*** GIVEN INFORMATION ***
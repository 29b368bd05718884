//! The procbridge client.

use std::net::{Shutdown, TcpStream};
use std::sync::Arc;
use std::time::Duration;

use serde_json::Value;

use procbridge_common::transport::FrameCodec;
use procbridge_common::{ProcBridgeError, Request, Response, Result, UNKNOWN_SERVER_ERROR};

use crate::guard::{self, Spawn};

/// A client for a procbridge server.
///
/// Each [`request`](Client::request) opens a fresh connection, writes one
/// request frame, reads one response frame and closes. When a timeout is
/// configured, the write/read exchange is wrapped by the deadline guard;
/// without one, the call blocks for as long as the transport allows.
///
/// # Example
///
/// ```no_run
/// use procbridge_client::Client;
/// use serde_json::json;
/// use std::time::Duration;
///
/// let client = Client::new("127.0.0.1", 8000).with_timeout(Duration::from_secs(5));
/// let reply = client.request(Some("sum"), Some(json!([1, 2, 3, 4]))).unwrap();
/// assert_eq!(reply, Some(json!(10)));
/// ```
pub struct Client {
    host: String,
    port: u16,
    timeout: Option<Duration>,
    pool: Option<Arc<dyn Spawn>>,
}

impl Client {
    /// Creates a client with no timeout: requests wait forever.
    pub fn new(host: impl Into<String>, port: u16) -> Self {
        Client {
            host: host.into(),
            port,
            timeout: None,
            pool: None,
        }
    }

    /// Bounds every request to `timeout`. A zero duration means forever.
    pub fn with_timeout(mut self, timeout: Duration) -> Self {
        self.timeout = Some(timeout);
        self
    }

    /// Runs guarded exchanges on `pool` instead of a fresh thread per call.
    /// Only relevant when a timeout is configured.
    pub fn with_pool(mut self, pool: Arc<dyn Spawn>) -> Self {
        self.pool = Some(pool);
        self
    }

    pub fn host(&self) -> &str {
        &self.host
    }

    pub fn port(&self) -> u16 {
        self.port
    }

    pub fn timeout(&self) -> Option<Duration> {
        self.timeout
    }

    /// Invokes `method` on the server with an optional payload.
    ///
    /// Returns the result payload of a good response; `None` means the
    /// handler produced no value, which is not an error.
    ///
    /// # Errors
    ///
    /// - [`ProcBridgeError::Connection`] / [`ProcBridgeError::Io`] - the
    ///   transport broke (connect or read/write failure)
    /// - [`ProcBridgeError::Timeout`] - the configured deadline elapsed
    /// - [`ProcBridgeError::Server`] - the server answered with a bad
    ///   response; carries the remote message, or `"unknown server error"`
    ///   if the server sent none
    /// - [`ProcBridgeError::Internal`] - the guarded exchange died without
    ///   producing any of the above
    pub fn request(&self, method: Option<&str>, payload: Option<Value>) -> Result<Option<Value>> {
        tracing::debug!(?method, host = %self.host, port = self.port, "sending request");

        let stream = TcpStream::connect((self.host.as_str(), self.port)).map_err(|e| {
            ProcBridgeError::Connection(format!(
                "failed to connect to {}:{}: {}",
                self.host, self.port, e
            ))
        })?;

        let request = Request {
            method: method.map(str::to_owned),
            payload,
        };
        let response = guard::run_with_deadline(self.timeout, self.pool.as_deref(), move || {
            exchange(stream, &request)
        })??;

        match response {
            Response::Good(payload) => Ok(payload),
            Response::Bad(message) => Err(ProcBridgeError::Server(
                message.unwrap_or_else(|| UNKNOWN_SERVER_ERROR.to_owned()),
            )),
        }
    }
}

/// The blocking write-request/read-response pair, strictly sequential on
/// one connection.
fn exchange(mut stream: TcpStream, request: &Request) -> Result<Response> {
    FrameCodec::write_request(&mut stream, request)?;
    let response = FrameCodec::read_response(&mut stream)?;
    let _ = stream.shutdown(Shutdown::Both);
    Ok(response)
}
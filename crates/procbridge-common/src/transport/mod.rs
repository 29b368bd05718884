//! procbridge Transport Layer
//!
//! This module provides the frame codec used on both ends of a connection.
//!
//! The codec is purely byte-level: it reads and writes frames over any
//! blocking `Read`/`Write` stream and applies no I/O policy of its own. The
//! guard against a stream that stalls forever lives in the client's deadline
//! guard, not here.
//!
//! # Components
//!
//! - **[`FrameCodec`]**: Encode/decode frames, with request- and
//!   response-specific entry points

pub mod codec;

pub use codec::FrameCodec;
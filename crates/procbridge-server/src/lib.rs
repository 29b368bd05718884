//! procbridge Server
//!
//! This crate provides the server side of the procbridge protocol: a
//! dispatch registry mapping method names to handlers, a per-connection
//! handler processing exactly one request/response pair, and a `Server`
//! owning the listening socket and its start/stop lifecycle.
//!
//! # Example
//!
//! ```no_run
//! use procbridge_server::{Dispatcher, Server};
//! use serde_json::json;
//!
//! let dispatcher = Dispatcher::new()
//!     .handle1("echo", |payload| Ok(payload))
//!     .handle_n("add", 2, |args| {
//!         let sum = args[0].as_i64().unwrap_or(0) + args[1].as_i64().unwrap_or(0);
//!         Ok(Some(json!(sum)))
//!     });
//!
//! let server = Server::new(8000, dispatcher);
//! server.start().unwrap();
//! // ... later:
//! server.stop().unwrap();
//! ```

pub mod dispatch;
pub mod server;

mod connection;

pub use dispatch::{Dispatcher, HandlerResult};
pub use procbridge_common::{ProcBridgeError, Result};
pub use server::Server;
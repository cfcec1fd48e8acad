//! Debounced file-system watching for the ARB directory.
//!
//! `notify` reports raw events on its own thread. They are filtered to `.arb`
//! files and sent over a Tokio channel to a task that waits for a quiet period
//! before reloading the affected catalogs.

use std::{
    path::{Path, PathBuf},
    sync::Arc,
    time::Duration,
};

use anyhow::{Context, Result};
use indexmap::IndexMap;
use notify::{EventKind as NotifyKind, RecommendedWatcher, RecursiveMode, Watcher, event::ModifyKind};
use tokio::{sync::mpsc, task::JoinHandle};

use crate::core::store::ResourceStore;
use crate::events::ChangeType;

pub const DEFAULT_DEBOUNCE: Duration = Duration::from_millis(500);

#[derive(Debug, Clone, PartialEq, Eq)]
pub struct FileChange {
    pub path: PathBuf,
    pub change: ChangeType,
}

pub fn is_catalog_file(path: &Path) -> bool {
    path.extension().and_then(|e| e.to_str()) == Some("arb")
}

/// Maps a raw `notify` event kind to a catalog change.
///
/// Renames are reported per path: a path that still exists was renamed in,
/// any other path was renamed away.
pub fn classify(kind: &NotifyKind, path: &Path) -> Option<ChangeType> {
    match kind {
        NotifyKind::Create(_) => Some(ChangeType::Created),
        NotifyKind::Modify(ModifyKind::Name(_)) => Some(if path.exists() {
            ChangeType::Created
        } else {
            ChangeType::Deleted
        }),
        NotifyKind::Modify(_) => Some(ChangeType::Modified),
        NotifyKind::Remove(_) => Some(ChangeType::Deleted),
        _ => None,
    }
}

/// Pending changes collected during one debounce window, one per path.
#[derive(Debug, Default)]
pub struct PendingChanges {
    changes: IndexMap<PathBuf, ChangeType>,
}

impl PendingChanges {
    pub fn push(&mut self, change: FileChange) {
        let merged = match (self.changes.get(&change.path), change.change) {
            (_, ChangeType::Deleted) => ChangeType::Deleted,
            (Some(ChangeType::Created), _) => ChangeType::Created,
            (Some(ChangeType::Deleted), _) => ChangeType::Modified,
            (_, next) => next,
        };
        self.changes.insert(change.path, merged);
    }

    pub fn is_empty(&self) -> bool {
        self.changes.is_empty()
    }

    pub fn drain(&mut self) -> Vec<FileChange> {
        self.changes
            .drain(..)
            .map(|(path, change)| FileChange { path, change })
            .collect()
    }
}

/// Applies changes once `window` passes without a new one arriving.
///
/// Returns when the sending side is closed, after applying what is pending.
pub async fn debounce_changes<F>(
    mut rx: mpsc::UnboundedReceiver<FileChange>,
    window: Duration,
    mut apply: F,
) where
    F: FnMut(FileChange),
{
    let mut pending = PendingChanges::default();
    while let Some(first) = rx.recv().await {
        pending.push(first);
        let closed = loop {
            match tokio::time::timeout(window, rx.recv()).await {
                Ok(Some(change)) => pending.push(change),
                Ok(None) => break true,
                Err(_) => break false,
            }
        };
        for change in pending.drain() {
            apply(change);
        }
        if closed {
            break;
        }
    }
}

/// Keeps a [`ResourceStore`] in sync with the files in one directory.
///
/// Watching stops when the value is dropped.
pub struct CatalogWatcher {
    dir: PathBuf,
    _watcher: RecommendedWatcher,
    task: JoinHandle<()>,
}

impl CatalogWatcher {
    /// Starts watching `dir` on the current Tokio runtime.
    pub fn start(dir: &Path, store: Arc<ResourceStore>, debounce: Duration) -> Result<Self> {
        let runtime =
            tokio::runtime::Handle::try_current().context("File watching needs a Tokio runtime")?;
        let (tx, rx) = mpsc::unbounded_channel();

        let mut watcher = notify::recommended_watcher(move |res: notify::Result<notify::Event>| {
            match res {
                Ok(event) => {
                    for path in &event.paths {
                        if !is_catalog_file(path) {
                            continue;
                        }
                        if let Some(change) = classify(&event.kind, path) {
                            let _ = tx.send(FileChange {
                                path: path.clone(),
                                change,
                            });
                        }
                    }
                }
                Err(e) => tracing::warn!(error = %e, "file watcher error"),
            }
        })
        .context("Failed to create file watcher")?;

        watcher
            .watch(dir, RecursiveMode::NonRecursive)
            .with_context(|| format!("Failed to watch directory: {:?}", dir))?;

        let task = runtime.spawn(debounce_changes(rx, debounce, move |change| {
            tracing::debug!(path = %change.path.display(), change = %change.change, "applying file change");
            if let Some(warning) = store.handle_file_change(&change.path, change.change) {
                tracing::warn!(file = %warning.file_path, error = %warning.error, "catalog not reloaded");
            }
        }));

        tracing::info!(dir = %dir.display(), debounce_ms = debounce.as_millis() as u64, "watching ARB files");
        Ok(Self {
            dir: dir.to_path_buf(),
            _watcher: watcher,
            task,
        })
    }

    pub fn dir(&self) -> &Path {
        &self.dir
    }
}

impl Drop for CatalogWatcher {
    fn drop(&mut self) {
        self.task.abort();
    }
}
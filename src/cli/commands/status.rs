use anyhow::Result;

use super::super::args::StatusCommand;
use super::{CommandResult, CommandSummary, StatusSummary, context::CommandContext, helper::finish};

pub fn status(cmd: StatusCommand) -> Result<CommandResult> {
    let ctx = CommandContext::new(&cmd.common)?;
    let store = ctx.engine.store();

    let keys: Vec<String> = if cmd.keys.is_empty() {
        store.all_keys().into_iter().collect()
    } else {
        cmd.keys.clone()
    };
    let keys = keys.iter().map(|key| ctx.engine.key_status(key)).collect();

    let mut issues = ctx.load_issues();
    ctx.relativize(&mut issues);

    Ok(finish(
        CommandSummary::Status(StatusSummary {
            keys,
            statistics: store.statistics(),
        }),
        issues,
        0,
        ctx.locale_files_checked(),
        false,
    ))
}
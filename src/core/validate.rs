//! Structural checks over loaded catalogs.
//!
//! Nothing here blocks a load or a save: every finding is an [`Issue`] for
//! the reporters.

use std::{collections::BTreeMap, fs};

use crate::core::data::{Catalog, MessageContext, MessageLocation};
use crate::core::matcher::is_valid_key_name;
use crate::core::parsers::arb::find_key_line;
use crate::issues::{
    EmptyTranslationIssue, InvalidKeyIssue, Issue, MissingTranslationIssue,
    UndefinedPlaceholderIssue, UnusedPlaceholderIssue,
};
use crate::utils::build_line_index;

/// Resolves key positions inside one ARB file.
struct KeyLines {
    file_path: String,
    content: String,
    line_index: Vec<usize>,
}

impl KeyLines {
    fn for_catalog(catalog: &Catalog) -> Self {
        // Unreadable files still validate; every key then points at line 1.
        let content = fs::read_to_string(&catalog.source_path).unwrap_or_default();
        let line_index = build_line_index(&content);
        Self {
            file_path: catalog.source_path.to_string_lossy().to_string(),
            content,
            line_index,
        }
    }

    fn context(&self, key: &str, value: &str) -> MessageContext {
        let line = find_key_line(&self.content, key, &self.line_index);
        MessageContext::new(MessageLocation::with_line(&self.file_path, line), key, value)
    }
}

/// Key format and placeholder consistency within one catalog.
///
/// Placeholder checks run only for entries that declare placeholders.
pub fn validate_catalog(catalog: &Catalog) -> Vec<Issue> {
    let lines = KeyLines::for_catalog(catalog);
    let mut issues = Vec::new();

    for entry in catalog.entries.values() {
        if !is_valid_key_name(&entry.key) {
            issues.push(
                InvalidKeyIssue {
                    context: lines.context(&entry.key, &entry.value),
                    locale: catalog.locale.clone(),
                }
                .into(),
            );
        }

        let Some(placeholders) = &entry.placeholders else {
            continue;
        };
        let used = entry.value_placeholder_names();

        for name in placeholders.keys() {
            if !used.contains(&name.as_str()) {
                issues.push(
                    UnusedPlaceholderIssue {
                        context: lines.context(&entry.key, &entry.value),
                        placeholder: name.clone(),
                    }
                    .into(),
                );
            }
        }
        for name in used {
            if !placeholders.contains_key(name) {
                issues.push(
                    UndefinedPlaceholderIssue {
                        context: lines.context(&entry.key, &entry.value),
                        placeholder: name.to_string(),
                    }
                    .into(),
                );
            }
        }
    }

    issues
}

/// Keys absent from some locales, and values that are blank.
///
/// A missing key is reported once, at its entry in the template catalog if it
/// has one, otherwise in the first locale that has it.
pub fn validate_translations(catalogs: &BTreeMap<String, Catalog>) -> Vec<Issue> {
    let lines: BTreeMap<&str, KeyLines> = catalogs
        .iter()
        .map(|(locale, catalog)| (locale.as_str(), KeyLines::for_catalog(catalog)))
        .collect();

    let mut keys: Vec<&String> = catalogs.values().flat_map(|c| c.entries.keys()).collect();
    keys.sort();
    keys.dedup();

    let mut issues = Vec::new();
    for key in keys {
        let holders: Vec<(&str, &Catalog)> = catalogs
            .iter()
            .filter(|(_, c)| c.contains_key(key))
            .map(|(locale, c)| (locale.as_str(), c))
            .collect();

        let missing_in: Vec<String> = catalogs
            .iter()
            .filter(|(_, c)| !c.contains_key(key))
            .map(|(locale, _)| locale.clone())
            .collect();
        let anchor = holders
            .iter()
            .find(|(_, c)| c.is_template)
            .or_else(|| holders.first());
        if !missing_in.is_empty()
            && let Some((locale, catalog)) = anchor
            && let (Some(entry), Some(lines)) = (catalog.get(key), lines.get(locale))
        {
            issues.push(
                MissingTranslationIssue {
                    context: lines.context(key, &entry.value),
                    missing_in,
                }
                .into(),
            );
        }

        for (locale, catalog) in holders {
            if let (Some(entry), Some(lines)) = (catalog.get(key), lines.get(locale))
                && entry.value.trim().is_empty()
            {
                issues.push(
                    EmptyTranslationIssue {
                        context: lines.context(key, &entry.value),
                        locale: locale.to_string(),
                    }
                    .into(),
                );
            }
        }
    }

    issues
}

/// Both checks over every catalog, sorted for reporting.
pub fn validate_all(catalogs: &BTreeMap<String, Catalog>) -> Vec<Issue> {
    let mut issues: Vec<Issue> = catalogs.values().flat_map(validate_catalog).collect();
    issues.extend(validate_translations(catalogs));
    issues.sort();
    issues
}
*** End of GIVEN INFORMATION ***
WORK TASK
Search the data above for lines holding "crates" and copy each of them.

PROBLEM SOLUTION
filename crates/procbridge-common/src/transport/mod.rs
filename crates/procbridge-server/src/lib.rs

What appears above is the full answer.